Early Intervention Makes a Difference: Emma’s Story

By 29.05.2020Blog

Emma is a five-year old girl who takes part in the Early Childhood Intervention (ECI) program of the Sofia-based For Our Children Foundation (FOC). The girl has been attending the program since June 2018 after recommendation by a social worker at FOC’s Community Support Center who detected problems with Emma’s communicative and social skills. Emma is one of 30 young children who receive support, together with their families, by FOC’s ECI program. Thanks to the work with FOC’s specialists in the course of 2 years, Emma made progress towards overcoming the problems in her development. The ECI program was launched in 2012, after FOC’s specialists were trained by the ECI specialists Prof. Hollie Hix-Small of Portland State University and Professor Judith Newman of Oregon University.

 

During our first meetings with Emma, she had difficulties playing games in a structured way; she was not able to stay still and focus her attention on a single activity.

She could say a few words, only in English, which she had picked up from movies and songs on TV. Her first assessment established that she needed stimulation of her communication skills, fine motor skills, and ability for problem solving. She also needed support to improve her concentration through various stimuli, play based activities and activities in a sensory room.

 

We discovered that Emma liked the developmental toys at our Center’s Toy Library, and we started our sessions with them. Gradually, she was able to get engaged with animal puzzles, forms and figures, she cut wooden vegetables, and played the xylophone. When we gave her the toys, she was able to keep her attention focused on them for a longer period of time.

 

While Emma was part of our ECI program, the advice and the support we provided to her family was key for securing adequate care and stimulating environment for her development.

Our psychologist helped the family go through the process of defining Emma’s condition and accept her actual abilities and difficulties. The parents were advised to take the child to clinical examinations as well as to consult a neurologist and a speech therapist.

 

As a result of our work with Emma, she progressed towards a more structured play with a beginning and an end.

She was able to focus on a given task, keep her attention on a specific activity, and she did not display hyperactive behavior.

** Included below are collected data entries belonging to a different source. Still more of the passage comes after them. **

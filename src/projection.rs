//! Projection (spec §4.9): the final result object, sorted and rounded for
//! a caller that serializes it straight to JSON.

use serde::{Deserialize, Serialize};

use crate::graph::Graph;
use crate::scoring::{FraudRing, PatternType, SuspiciousAccount};

fn round2(value: f64) -> f64 {
    (value * 100.0).round() / 100.0
}

#[derive(Debug, Clone, Serialize, Deserialize)]
pub struct SuspiciousAccountView {
    pub account_id: String,
    pub suspicion_score: f64,
    pub detected_patterns: Vec<String>,
    pub ring_id: Option<String>,
}

#[derive(Debug, Clone, Serialize, Deserialize)]
pub struct FraudRingView {
    pub ring_id: String,
    pub member_accounts: Vec<String>,
    pub pattern_type: PatternType,
    pub risk_score: f64,
}

#[derive(Debug, Clone, Serialize, Deserialize)]
pub struct Summary {
    pub total_accounts_analyzed: usize,
    pub suspicious_accounts_flagged: usize,
    pub fraud_rings_detected: usize,
    pub processing_time_seconds: f64,
    /// Caller-supplied narrative commentary; the core never populates this.
    #[serde(skip_serializing_if = "Option::is_none")]
    pub ai_insight: Option<String>,
}

#[derive(Debug, Clone, Serialize, Deserialize)]
pub struct GraphNode {
    pub id: String,
    pub total_sent: f64,
    pub total_received: f64,
    pub transaction_count: usize,
    pub is_suspicious: bool,
    pub suspicion_score: f64,
    pub ring_ids: Vec<String>,
}

#[derive(Debug, Clone, Serialize, Deserialize)]
pub struct GraphEdge {
    pub source: String,
    pub target: String,
    pub weight: f64,
    pub count: usize,
}

#[derive(Debug, Clone, Serialize, Deserialize)]
pub struct GraphData {
    pub nodes: Vec<GraphNode>,
    pub edges: Vec<GraphEdge>,
}

#[derive(Debug, Clone, Serialize, Deserialize)]
pub struct DetectionResult {
    pub suspicious_accounts: Vec<SuspiciousAccountView>,
    pub fraud_rings: Vec<FraudRingView>,
    pub summary: Summary,
    pub graph_data: GraphData,
}

/// Build the final result from the graph and the ring assembler's output.
/// `processing_time_seconds` is filled in by the caller after timing the
/// call; the core reports 0.0 since it has no clock access.
pub fn build(graph: &Graph, rings: Vec<FraudRing>, accounts: Vec<SuspiciousAccount>) -> DetectionResult {
    let mut suspicious_accounts: Vec<SuspiciousAccountView> = accounts
        .into_iter()
        .map(|a| SuspiciousAccountView {
            account_id: a.account_id,
            suspicion_score: a.suspicion_score,
            detected_patterns: a.detected_patterns.into_iter().collect(),
            ring_id: a.ring_ids.first().cloned(),
        })
        .collect();
    suspicious_accounts.sort_by(|a, b| {
        b.suspicion_score
            .partial_cmp(&a.suspicion_score)
            .expect("suspicion scores are always finite")
    });

    let fraud_rings: Vec<FraudRingView> = rings
        .into_iter()
        .map(|r| FraudRingView {
            ring_id: r.ring_id,
            member_accounts: r.member_accounts,
            pattern_type: r.pattern_type,
            risk_score: r.risk_score,
        })
        .collect();

    let nodes: Vec<GraphNode> = graph
        .node_order()
        .iter()
        .map(|id| {
            let node = graph.node(id).expect("node_order is exhaustive");
            let overlay = suspicious_accounts.iter().find(|a| &a.account_id == id);
            let ring_ids = overlay
                .map(|_| ring_ids_for(&fraud_rings, id))
                .unwrap_or_default();
            GraphNode {
                id: id.clone(),
                total_sent: round2(node.total_sent),
                total_received: round2(node.total_received),
                transaction_count: node.transaction_count,
                is_suspicious: overlay.is_some(),
                suspicion_score: overlay.map(|a| a.suspicion_score).unwrap_or(0.0),
                ring_ids,
            }
        })
        .collect();

    let edges: Vec<GraphEdge> = graph
        .edges()
        .map(|e| GraphEdge {
            source: e.from.clone(),
            target: e.to.clone(),
            weight: round2(e.weight),
            count: e.count,
        })
        .collect();

    let summary = Summary {
        total_accounts_analyzed: graph.node_count(),
        suspicious_accounts_flagged: suspicious_accounts.len(),
        fraud_rings_detected: fraud_rings.len(),
        processing_time_seconds: 0.0,
        ai_insight: None,
    };

    DetectionResult {
        suspicious_accounts,
        fraud_rings,
        summary,
        graph_data: GraphData { nodes, edges },
    }
}

fn ring_ids_for(rings: &[FraudRingView], account_id: &str) -> Vec<String> {
    rings
        .iter()
        .filter(|r| r.member_accounts.iter().any(|m| m == account_id))
        .map(|r| r.ring_id.clone())
        .collect()
}

#[cfg(test)]
mod tests {
    use super::*;
    use crate::scoring::RingAssembler;
    use crate::Transaction;
    use chrono::{TimeZone, Utc};

    fn tx(from: &str, to: &str, hour: u32) -> Transaction {
        Transaction {
            transaction_id: format!("{from}-{to}"),
            sender_id: from.to_string(),
            receiver_id: to.to_string(),
            amount: 100.0,
            timestamp: Utc.with_ymd_and_hms(2024, 1, 1, hour, 0, 0).unwrap(),
        }
    }

    #[test]
    fn sorts_suspicious_accounts_descending() {
        let txs = vec![tx("A", "B", 0), tx("B", "C", 1), tx("C", "A", 2)];
        let graph = Graph::build(&txs);
        let mut assembler = RingAssembler::new();
        assembler.process_cycles(
            &[crate::detectors::CycleMatch {
                members: vec!["A".into(), "B".into(), "C".into()],
            }],
            &crate::legitimacy::LegitimateSet::default(),
        );
        let (rings, accounts) = assembler.finish();
        let result = build(&graph, rings, accounts);
        assert_eq!(result.summary.total_accounts_analyzed, 3);
        assert_eq!(result.summary.fraud_rings_detected, 1);
        for pair in result.suspicious_accounts.windows(2) {
            assert!(pair[0].suspicion_score >= pair[1].suspicion_score);
        }
    }

    #[test]
    fn graph_data_rounds_to_two_decimals() {
        let txs = vec![Transaction {
            transaction_id: "T1".into(),
            sender_id: "A".into(),
            receiver_id: "B".into(),
            amount: 100.005,
            timestamp: Utc.with_ymd_and_hms(2024, 1, 1, 0, 0, 0).unwrap(),
        }];
        let graph = Graph::build(&txs);
        let result = build(&graph, Vec::new(), Vec::new());
        let edge = &result.graph_data.edges[0];
        assert_eq!(edge.weight, round2(100.005));
    }
}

She was offered different activities and stimulating games according to her interests and she would cooperate according to her ability. She no longer uses monotonous games with moving balls and sounds. She could make a puzzle with animals and imitate the sounds that they make. She could recognize and name the animals. Thanks to the puzzle with figures, she could count from 1 to 10 in her native Bulgarian language. She likes cutting wooden foods and can name some of them – banana, apple, fish, carrot.

 

Petia Uzunova, Senior Early Intervention Expert

Emma understands instruction and performs the tasks that the therapist gives her. Sometimes she defines the action that she sees on an illustration in a book. According to her mother, Emma can respond to the question “What’s your name?”. She reacts with gestures and words to express “hello”, “ciao”, “bravo”, and “kiss”. She uses words and short sentences. She could keep her attention and follow the reading of a short story until the end. Emma’s mother says that the girl is happy with the activities at our Center.

 

In 2020, FOC’s support for Emma comes to an end, however she will continue working with a special education teacher at the kindergarten and will benefit from individual therapy with a speech therapist and a psychologist.